DB CA links are slow to reconnect when IOC is rebooted (see mantis-126)

Bug #541269 reported by Jeff Hill
6
This bug affects 1 person
Affects Status Importance Assigned to Milestone
EPICS Base
Won't Fix
Medium
Andrew Johnson

Bug Description

Both Bob and Dirk have complained about this issue.

The root problem appears to be that the database needs to implement an orderly shutdown.

Additional information:
Here is a message I sent to Dirk:

> we have a problem with CA since we upgraded our MV2300 IOCs to Tornado2.
>
> After a reboot, often channel access links don't connect immediately to
> the server. They connect a few minutes later when this message is printed:
>
> CAC: Unable to connect port 5064 on "172.19.157.20:5064" because
> 22="S_errno_EINVAL"
>
> My guess is the following:
>
> The server does not know that the client rebooted.
> The client uses the same settings (e.g. dynamically assigned port
> number, etc) to connect to the server as last time. The packages now
> look exactly the same as during the last reboot.
>
> Since TCP involves resending lost packages, the server thinks the
> packages are duplicates and drops them.
>
> The server never replies and connect() fails.

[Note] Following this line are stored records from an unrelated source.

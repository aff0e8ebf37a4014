//! Implementation of multiprecision integer addition related primitives.

use super::cmp_impl::cmp_mag_mp_mp;
use super::error::MpIntError;
use super::limb::{ct_add_l_l, ct_add_l_l_c, ct_sub_l_l, ct_sub_l_l_b, LimbChoice, LimbType};
use super::mpint::MpInt;
use core::cmp::Ordering;

/// Add two magnitudes in place.
///
/// The first operand's contents will be replaced by the resulting sum and the carry, if any,
/// returned from the function.
///
/// Runs in constant time for a given configuration of input operand widths, i.e. execution time
/// depends only on the integers' widths, but not their values.
///
/// # Arguments:
///
/// * `op0` - The first input addend. It will be overwritten by the resulting sum. Its length must
///   be greater or equal than the length of the second addend.
/// * `op1` - The second input addend.
///
pub fn ct_add_mp_mp(op0: &mut [LimbType], op1: &[LimbType]) -> LimbType {
    debug_assert!(op1.len() <= op0.len());
    let mut carry = 0;
    for (op0_val, op1_val) in op0.iter_mut().zip(op1.iter()) {
        (carry, *op0_val) = ct_add_l_l_c(*op0_val, *op1_val, carry);
    }
    for op0_val in op0[op1.len()..].iter_mut() {
        (carry, *op0_val) = ct_add_l_l(*op0_val, carry);
    }
    carry
}

#[test]
fn test_ct_add_mp_mp() {
    let mut op0 = [!0, !0];
    let carry = ct_add_mp_mp(&mut op0, &[1]);
    assert_eq!(carry, 1);
    assert_eq!(op0, [0, 0]);

    let mut op0 = [!0, 0];
    let carry = ct_add_mp_mp(&mut op0, &[!0, 1]);
    assert_eq!(carry, 0);
    assert_eq!(op0, [!1, 2]);

    let mut op0 = [5];
    let carry = ct_add_mp_mp(&mut op0, &[]);
    assert_eq!(carry, 0);
    assert_eq!(op0, [5]);
}

/// Subtract two magnitudes in place.
///
/// The first operand's contents will be replaced by the resulting difference and the borrow, if
/// any, returned from the function.
///
/// Runs in constant time for a given configuration of input operand widths, i.e. execution time
/// depends only on the integers' widths, but not their values.
///
/// # Arguments:
///
/// * `op0` - The minuend. It will be overwritten by the resulting difference. Its length must be
///   greater or equal than the length of the subtrahend.
/// * `op1` - The subtrahend.
///
pub fn ct_sub_mp_mp(op0: &mut [LimbType], op1: &[LimbType]) -> LimbType {
    ct_sub_cond_mp_mp(op0, op1, LimbChoice::from(1))
}

#[test]
fn test_ct_sub_mp_mp() {
    let mut op0 = [0, 0];
    let borrow = ct_sub_mp_mp(&mut op0, &[1]);
    assert_eq!(borrow, 1);
    assert_eq!(op0, [!0, !0]);

    let mut op0 = [0, 1];
    let borrow = ct_sub_mp_mp(&mut op0, &[1]);
    assert_eq!(borrow, 0);
    assert_eq!(op0, [!0, 0]);
}

/// Conditionally subtract two magnitudes in place.
///
/// Like [`ct_sub_mp_mp()`], but subtracts only if `cond` is set. Runs in constant time
/// independent of the condition.
pub fn ct_sub_cond_mp_mp(op0: &mut [LimbType], op1: &[LimbType], cond: LimbChoice) -> LimbType {
    debug_assert!(op1.len() <= op0.len());
    let mut borrow = 0;
    for (op0_val, op1_val) in op0.iter_mut().zip(op1.iter()) {
        (borrow, *op0_val) = ct_sub_l_l_b(*op0_val, cond.select(0, *op1_val), borrow);
    }
    for op0_val in op0[op1.len()..].iter_mut() {
        (borrow, *op0_val) = ct_sub_l_l(*op0_val, borrow);
    }
    borrow
}

#[test]
fn test_ct_sub_cond_mp_mp() {
    let mut op0 = [1, 1];
    let borrow = ct_sub_cond_mp_mp(&mut op0, &[2], LimbChoice::from(0));
    assert_eq!(borrow, 0);
    assert_eq!(op0, [1, 1]);
    let borrow = ct_sub_cond_mp_mp(&mut op0, &[2], LimbChoice::from(1));
    assert_eq!(borrow, 0);
    assert_eq!(op0, [!0, 0]);
}

/// Compute only the borrow of `op0 - op1`, without storing the difference anywhere.
///
/// The operands may have different lengths. Runs in constant time for given operand widths.
pub fn ct_sub_mp_mp_borrow(op0: &[LimbType], op1: &[LimbType]) -> LimbType {
    let nlimbs = op0.len().max(op1.len());
    let mut borrow = 0;
    for i in 0..nlimbs {
        let op0_val = op0.get(i).copied().unwrap_or(0);
        let op1_val = op1.get(i).copied().unwrap_or(0);
        (borrow, _) = ct_sub_l_l_b(op0_val, op1_val, borrow);
    }
    borrow
}

pub fn ct_add_mp_l(op0: &mut [LimbType], op1: LimbType) -> LimbType {
    let mut carry = op1;
    for op0_val in op0.iter_mut() {
        (carry, *op0_val) = ct_add_l_l(*op0_val, carry);
    }
    carry
}

#[test]
fn test_ct_add_mp_l() {
    let mut op0 = [!0, !0];
    assert_eq!(ct_add_mp_l(&mut op0, 1), 1);
    assert_eq!(op0, [0, 0]);
    let mut op0 = [!0, 0];
    assert_eq!(ct_add_mp_l(&mut op0, 2), 0);
    assert_eq!(op0, [1, 1]);
}

pub fn ct_sub_mp_l(op0: &mut [LimbType], op1: LimbType) -> LimbType {
    let mut borrow = 0;
    let mut op1 = op1;
    for op0_val in op0.iter_mut() {
        (borrow, *op0_val) = ct_sub_l_l_b(*op0_val, op1, borrow);
        op1 = 0;
    }
    borrow
}

#[test]
fn test_ct_sub_mp_l() {
    let mut op0 = [0, 1];
    assert_eq!(ct_sub_mp_l(&mut op0, 1), 0);
    assert_eq!(op0, [!0, 0]);
    let mut op0 = [0];
    assert_eq!(ct_sub_mp_l(&mut op0, 1), 1);
    assert_eq!(op0, [!0]);
}

/// Shared implementation of signed addition and subtraction.
///
/// Same effective signs add the magnitudes. Otherwise the smaller magnitude gets subtracted from
/// the larger one and the result inherits the sign of the operand with the larger magnitude.
fn addsub_mp_mp(w: &mut MpInt, u: &MpInt, v: &MpInt, subtract: bool) -> Result<(), MpIntError> {
    let u_limbs = u.limbs();
    let v_limbs = v.limbs();
    let v_negative = v.negative ^ (subtract && !v.is_zero());

    if u.negative == v_negative {
        let (op0, op1) = if u_limbs.len() >= v_limbs.len() {
            (u_limbs, v_limbs)
        } else {
            (v_limbs, u_limbs)
        };
        w.limbs.try_resize(op0.len() + 1)?;
        let w_limbs = w.limbs.as_mut_slice();
        w_limbs[..op0.len()].copy_from_slice(op0);
        w_limbs[op0.len()] = 0;
        let carry = ct_add_mp_mp(w_limbs, op1);
        debug_assert_eq!(carry, 0);
        w.negative = u.negative;
    } else {
        let (op0, op1, negative) = match cmp_mag_mp_mp(u_limbs, v_limbs) {
            Ordering::Less => (v_limbs, u_limbs, v_negative),
            Ordering::Equal | Ordering::Greater => (u_limbs, v_limbs, u.negative),
        };
        w.limbs.try_resize(op0.len())?;
        let w_limbs = w.limbs.as_mut_slice();
        w_limbs.copy_from_slice(op0);
        let borrow = ct_sub_mp_mp(w_limbs, op1);
        debug_assert_eq!(borrow, 0);
        w.negative = negative;
    }
    w.normalize();
    Ok(())
}

/// Compute `w = u + v`.
pub fn add_mp_mp(w: &mut MpInt, u: &MpInt, v: &MpInt) -> Result<(), MpIntError> {
    addsub_mp_mp(w, u, v, false)
}

/// Compute `w = u - v`.
pub fn sub_mp_mp(w: &mut MpInt, u: &MpInt, v: &MpInt) -> Result<(), MpIntError> {
    addsub_mp_mp(w, u, v, true)
}

impl MpInt {
    pub fn checked_add(&self, v: &MpInt) -> Result<MpInt, MpIntError> {
        let mut w = MpInt::new();
        add_mp_mp(&mut w, self, v)?;
        Ok(w)
    }

    pub fn checked_sub(&self, v: &MpInt) -> Result<MpInt, MpIntError> {
        let mut w = MpInt::new();
        sub_mp_mp(&mut w, self, v)?;
        Ok(w)
    }
}

#[cfg(test)]
fn test_addsub_one(u: i64, v: i64) {
    let (mu, mv) = (MpInt::from(u), MpInt::from(v));
    let sum = mu.checked_add(&mv).unwrap();
    assert_eq!(sum, MpInt::from(u as i128 + v as i128));
    let diff = mu.checked_sub(&mv).unwrap();
    assert_eq!(diff, MpInt::from(u as i128 - v as i128));
}

#[test]
fn test_add_sub_mp_mp_signs() {
    for u in [0, 1, -1, 7, -7, i64::MAX, i64::MIN, 1 << 40, -(1 << 40)] {
        for v in [0, 1, -1, 7, -7, i64::MAX, i64::MIN, 1 << 40, -(1 << 40)] {
            test_addsub_one(u, v);
        }
    }
}

#[test]
fn test_add_mp_mp_carry_into_new_limb() {
    let u = MpInt::try_from_limbs(false, &[!0, !0]).unwrap();
    let one = MpInt::from(1i64);
    let w = u.checked_add(&one).unwrap();
    assert_eq!(w.limbs(), &[0, 0, 1]);
    let w = w.checked_sub(&one).unwrap();
    assert_eq!(w, u);
}

#[test]
fn test_add_mp_mp_large() {
    let u: MpInt = "123456789012345678901234567890".parse().unwrap();
    let w = u.checked_add(&MpInt::from(-1i64)).unwrap();
    assert_eq!(w.to_string(), "123456789012345678901234567889");
}

#[test]
fn test_add_mp_mp_inverse_and_identity() {
    let u = tst_mk_mpint!("-0x1234567890abcdef1234567890abcdef");
    let zero = MpInt::new();
    assert_eq!(u.checked_add(&zero).unwrap(), u);
    let w = u.checked_add(&u.checked_neg().unwrap()).unwrap();
    assert!(w.is_zero());
    assert!(!w.is_negative());
    // Inputs may alias each other.
    let w = u.checked_sub(&u).unwrap();
    assert!(w.is_zero());
    let w = u.checked_add(&u).unwrap();
    assert_eq!(w, tst_mk_mpint!("-0x2468acf121579bde2468acf121579bde"));
}

#[test]
fn test_add_mp_mp_destination_reuse() {
    let mut w = tst_mk_mpint!("0x1_0000_0000_0000_0000_0000_0000_0000_0000");
    let cap = w.capacity();
    let u = MpInt::from(5i64);
    let v = MpInt::from(-9i64);
    add_mp_mp(&mut w, &u, &v).unwrap();
    assert_eq!(w, MpInt::from(-4i64));
    assert_eq!(w.capacity(), cap);
    sub_mp_mp(&mut w, &u, &v).unwrap();
    assert_eq!(w, MpInt::from(14i64));
}
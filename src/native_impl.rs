//! Conversions between [`MpInt`] and the native integer types.

use super::error::MpIntError;
use super::limb::{LimbType, LIMB_BITS};
use super::limbs_buffer::LimbsBuffer;
use super::mpint::MpInt;

impl MpInt {
    fn from_u128_mag(negative: bool, mut mag: u128) -> Self {
        let mut limbs = Vec::with_capacity((u128::BITS / LIMB_BITS) as usize);
        while mag != 0 {
            limbs.push(mag as LimbType);
            mag >>= LIMB_BITS;
        }
        Self {
            negative: negative && !limbs.is_empty(),
            limbs: LimbsBuffer::from_vec(limbs),
        }
    }

    /// The magnitude as an `u128`, if it fits.
    fn to_u128_mag(&self) -> Result<u128, MpIntError> {
        if self.bit_length() > u128::BITS as u64 {
            return Err(MpIntError::DoesNotFit);
        }
        Ok(self
            .limbs()
            .iter()
            .rev()
            .fold(0u128, |acc, l| acc << LIMB_BITS | *l as u128))
    }
}

macro_rules! impl_from_unsigned {
    ($($t:ty),*) => {
        $(
            impl From<$t> for MpInt {
                fn from(v: $t) -> Self {
                    MpInt::from_u128_mag(false, v as u128)
                }
            }
        )*
    };
}

macro_rules! impl_from_signed {
    ($($t:ty),*) => {
        $(
            impl From<$t> for MpInt {
                fn from(v: $t) -> Self {
                    MpInt::from_u128_mag(v < 0, v.unsigned_abs() as u128)
                }
            }
        )*
    };
}

impl_from_unsigned!(u8, u16, u32, u64, u128, usize);
impl_from_signed!(i8, i16, i32, i64, i128, isize);

macro_rules! impl_try_from_mpint_unsigned {
    ($($t:ty),*) => {
        $(
            impl TryFrom<&MpInt> for $t {
                type Error = MpIntError;

                fn try_from(v: &MpInt) -> Result<Self, Self::Error> {
                    if v.is_negative() {
                        return Err(MpIntError::DoesNotFit);
                    }
                    <$t>::try_from(v.to_u128_mag()?).map_err(|_| MpIntError::DoesNotFit)
                }
            }
        )*
    };
}

macro_rules! impl_try_from_mpint_signed {
    ($($t:ty),*) => {
        $(
            impl TryFrom<&MpInt> for $t {
                type Error = MpIntError;

                fn try_from(v: &MpInt) -> Result<Self, Self::Error> {
                    let mag = v.to_u128_mag()?;
                    if v.is_negative() {
                        // The most negative value's magnitude exceeds the maximum by one.
                        if mag == <$t>::MIN.unsigned_abs() as u128 {
                            return Ok(<$t>::MIN);
                        }
                        <$t>::try_from(mag)
                            .map(|v| -v)
                            .map_err(|_| MpIntError::DoesNotFit)
                    } else {
                        <$t>::try_from(mag).map_err(|_| MpIntError::DoesNotFit)
                    }
                }
            }
        )*
    };
}

impl_try_from_mpint_unsigned!(u32, u64, u128, usize);
impl_try_from_mpint_signed!(i32, i64, i128, isize);

#[test]
fn test_from_native() {
    assert!(MpInt::from(0i64).is_zero());
    assert!(!MpInt::from(0i64).is_negative());
    assert_eq!(MpInt::from(-1i32).limbs(), &[1]);
    assert!(MpInt::from(-1i32).is_negative());
    assert_eq!(MpInt::from(u64::MAX).bit_length(), 64);
    assert_eq!(MpInt::from(i64::MIN).bit_length(), 64);
    assert!(MpInt::from(i64::MIN).trailing_zeros() == 63);
    assert_eq!(MpInt::from(u128::MAX).bit_length(), 128);
    assert_eq!(MpInt::from(i128::MIN).bit_length(), 128);
    assert_eq!(MpInt::from(7u8), MpInt::from(7i128));
}

#[test]
fn test_try_from_mpint() {
    for v in [0i64, 1, -1, i64::MAX, i64::MIN, 1 << 40, -(1 << 40)] {
        assert_eq!(i64::try_from(&MpInt::from(v)).unwrap(), v);
        assert_eq!(i128::try_from(&MpInt::from(v)).unwrap(), v as i128);
    }
    for v in [0u64, 1, u64::MAX] {
        assert_eq!(u64::try_from(&MpInt::from(v)).unwrap(), v);
    }
    assert_eq!(u128::try_from(&MpInt::from(u128::MAX)).unwrap(), u128::MAX);
    assert_eq!(i128::try_from(&MpInt::from(i128::MIN)).unwrap(), i128::MIN);
    assert_eq!(i128::try_from(&MpInt::from(i128::MAX)).unwrap(), i128::MAX);

    let too_big = MpInt::from(i64::MAX as i128 + 1);
    assert_eq!(i64::try_from(&too_big).unwrap_err(), MpIntError::DoesNotFit);
    let too_small = MpInt::from(i64::MIN as i128 - 1);
    assert_eq!(i64::try_from(&too_small).unwrap_err(), MpIntError::DoesNotFit);
    assert_eq!(u64::try_from(&MpInt::from(-1i64)).unwrap_err(), MpIntError::DoesNotFit);
    assert_eq!(
        u64::try_from(&MpInt::from(u64::MAX as u128 + 1)).unwrap_err(),
        MpIntError::DoesNotFit
    );
    let huge = MpInt::from(u128::MAX).checked_shl(1).unwrap();
    assert_eq!(u128::try_from(&huge).unwrap_err(), MpIntError::DoesNotFit);
    assert_eq!(i32::try_from(&MpInt::from(-(1i64 << 31))).unwrap(), i32::MIN);
    assert_eq!(u32::try_from(&MpInt::from(1u64 << 32)).unwrap_err(), MpIntError::DoesNotFit);
}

Yes, this is one of the subtle compatibility issues with TCP/IP. For the guy that is implementing the server part of an IP kernel its a tradeoff. You have to be robust when hackers attempt a denial of service attack against the server, but you also might like to detect stale circuits and disconnect them when a client who is reusing the same ephemeral port keeps transmitting with the wrong TCP state or the wrong TCP sequence number. It's hard to have both.

> I had the idea to install a rebootHook that closes all CAC sockets, just
> to see if that helps.
>
> Unfortunately, I don't know how to get a list of all CAC sockets. I
> tried to iterate ca_static->ca_iiuList, but that didn't work. ca_static
> was either NULL (when I don't call ca_task_initialize) or the ca_iiuList
> is empty (when I do call ca_task_initialize).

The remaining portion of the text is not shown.